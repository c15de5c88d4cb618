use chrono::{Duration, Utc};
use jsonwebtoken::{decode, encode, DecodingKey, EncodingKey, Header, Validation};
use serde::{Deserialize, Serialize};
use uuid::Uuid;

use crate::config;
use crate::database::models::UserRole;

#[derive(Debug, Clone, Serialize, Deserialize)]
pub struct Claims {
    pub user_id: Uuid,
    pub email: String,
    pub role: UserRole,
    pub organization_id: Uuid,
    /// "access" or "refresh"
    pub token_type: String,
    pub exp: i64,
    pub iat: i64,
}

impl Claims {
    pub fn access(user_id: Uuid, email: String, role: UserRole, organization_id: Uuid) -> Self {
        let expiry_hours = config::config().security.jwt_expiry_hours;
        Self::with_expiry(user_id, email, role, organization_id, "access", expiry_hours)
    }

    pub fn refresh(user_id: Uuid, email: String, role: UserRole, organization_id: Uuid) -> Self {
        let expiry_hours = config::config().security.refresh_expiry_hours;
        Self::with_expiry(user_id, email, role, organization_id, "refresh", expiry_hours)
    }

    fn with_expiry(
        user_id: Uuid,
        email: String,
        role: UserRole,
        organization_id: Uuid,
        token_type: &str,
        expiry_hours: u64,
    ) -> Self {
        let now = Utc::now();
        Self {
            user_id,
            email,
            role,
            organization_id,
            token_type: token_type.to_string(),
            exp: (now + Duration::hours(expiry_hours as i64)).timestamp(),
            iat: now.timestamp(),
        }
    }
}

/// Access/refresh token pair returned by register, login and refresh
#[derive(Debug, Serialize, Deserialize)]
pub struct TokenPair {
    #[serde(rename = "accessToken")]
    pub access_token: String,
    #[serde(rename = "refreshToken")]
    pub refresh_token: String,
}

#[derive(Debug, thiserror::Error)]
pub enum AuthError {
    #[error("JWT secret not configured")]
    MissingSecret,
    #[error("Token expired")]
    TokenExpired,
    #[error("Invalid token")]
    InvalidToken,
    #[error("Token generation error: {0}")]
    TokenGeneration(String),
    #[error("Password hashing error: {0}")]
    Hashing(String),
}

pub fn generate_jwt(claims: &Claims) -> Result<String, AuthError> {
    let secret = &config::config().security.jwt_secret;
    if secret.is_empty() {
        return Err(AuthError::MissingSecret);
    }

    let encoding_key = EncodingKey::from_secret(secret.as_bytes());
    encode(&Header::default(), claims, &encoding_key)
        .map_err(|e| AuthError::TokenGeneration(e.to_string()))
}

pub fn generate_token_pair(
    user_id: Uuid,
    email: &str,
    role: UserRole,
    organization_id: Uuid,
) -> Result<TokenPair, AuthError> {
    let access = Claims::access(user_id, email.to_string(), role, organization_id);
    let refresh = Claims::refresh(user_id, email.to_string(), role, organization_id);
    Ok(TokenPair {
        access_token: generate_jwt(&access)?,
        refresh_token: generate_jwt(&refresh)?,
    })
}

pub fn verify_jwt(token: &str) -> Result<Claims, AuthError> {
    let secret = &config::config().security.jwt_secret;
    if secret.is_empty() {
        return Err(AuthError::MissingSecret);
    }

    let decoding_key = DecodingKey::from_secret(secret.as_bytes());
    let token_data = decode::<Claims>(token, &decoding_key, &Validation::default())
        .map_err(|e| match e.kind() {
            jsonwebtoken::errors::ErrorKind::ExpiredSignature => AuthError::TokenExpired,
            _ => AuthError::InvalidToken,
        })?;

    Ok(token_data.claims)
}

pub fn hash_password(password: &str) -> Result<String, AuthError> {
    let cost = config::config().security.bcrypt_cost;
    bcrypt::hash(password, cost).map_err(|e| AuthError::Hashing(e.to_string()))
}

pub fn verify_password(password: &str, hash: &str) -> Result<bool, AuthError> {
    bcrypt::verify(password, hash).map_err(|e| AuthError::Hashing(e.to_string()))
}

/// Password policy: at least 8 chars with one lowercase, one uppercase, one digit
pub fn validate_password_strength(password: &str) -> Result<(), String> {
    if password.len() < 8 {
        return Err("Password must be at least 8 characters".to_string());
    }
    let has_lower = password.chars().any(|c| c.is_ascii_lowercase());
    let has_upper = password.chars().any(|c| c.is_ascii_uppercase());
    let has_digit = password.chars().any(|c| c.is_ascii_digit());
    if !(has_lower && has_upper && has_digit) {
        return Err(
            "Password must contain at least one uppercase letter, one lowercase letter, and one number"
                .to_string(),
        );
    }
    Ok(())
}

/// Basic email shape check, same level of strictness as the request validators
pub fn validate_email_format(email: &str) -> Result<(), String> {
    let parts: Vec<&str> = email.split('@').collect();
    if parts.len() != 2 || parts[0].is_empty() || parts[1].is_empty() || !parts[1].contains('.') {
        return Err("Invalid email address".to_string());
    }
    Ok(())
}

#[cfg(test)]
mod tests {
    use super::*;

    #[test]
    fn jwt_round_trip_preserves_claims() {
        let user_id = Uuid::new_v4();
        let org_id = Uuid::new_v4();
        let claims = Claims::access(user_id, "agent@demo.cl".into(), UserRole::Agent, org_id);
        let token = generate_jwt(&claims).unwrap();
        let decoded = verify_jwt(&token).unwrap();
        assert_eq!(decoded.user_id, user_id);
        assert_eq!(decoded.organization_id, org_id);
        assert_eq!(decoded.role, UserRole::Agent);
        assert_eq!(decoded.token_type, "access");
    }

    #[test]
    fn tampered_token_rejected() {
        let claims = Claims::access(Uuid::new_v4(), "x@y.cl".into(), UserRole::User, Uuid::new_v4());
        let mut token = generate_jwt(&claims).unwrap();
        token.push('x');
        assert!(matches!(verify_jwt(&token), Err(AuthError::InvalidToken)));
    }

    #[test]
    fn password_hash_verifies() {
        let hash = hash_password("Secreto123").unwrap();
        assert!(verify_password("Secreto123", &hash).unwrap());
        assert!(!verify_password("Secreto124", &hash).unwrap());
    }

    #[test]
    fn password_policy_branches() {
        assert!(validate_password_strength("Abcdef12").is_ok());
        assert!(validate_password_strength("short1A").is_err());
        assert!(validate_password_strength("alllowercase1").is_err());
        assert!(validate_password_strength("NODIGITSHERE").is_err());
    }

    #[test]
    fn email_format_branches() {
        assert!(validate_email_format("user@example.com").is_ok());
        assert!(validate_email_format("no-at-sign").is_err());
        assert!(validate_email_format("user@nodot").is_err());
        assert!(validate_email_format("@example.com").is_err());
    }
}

WHAT YOU ARE ASKED TO DO –
Search the preceding listing for "DecodingKey", then copy every line that holds it.

PROBLEM SOLUTION –
use jsonwebtoken::{decode, encode, DecodingKey, EncodingKey, Header, Validation};
    let decoding_key = DecodingKey::from_secret(secret.as_bytes());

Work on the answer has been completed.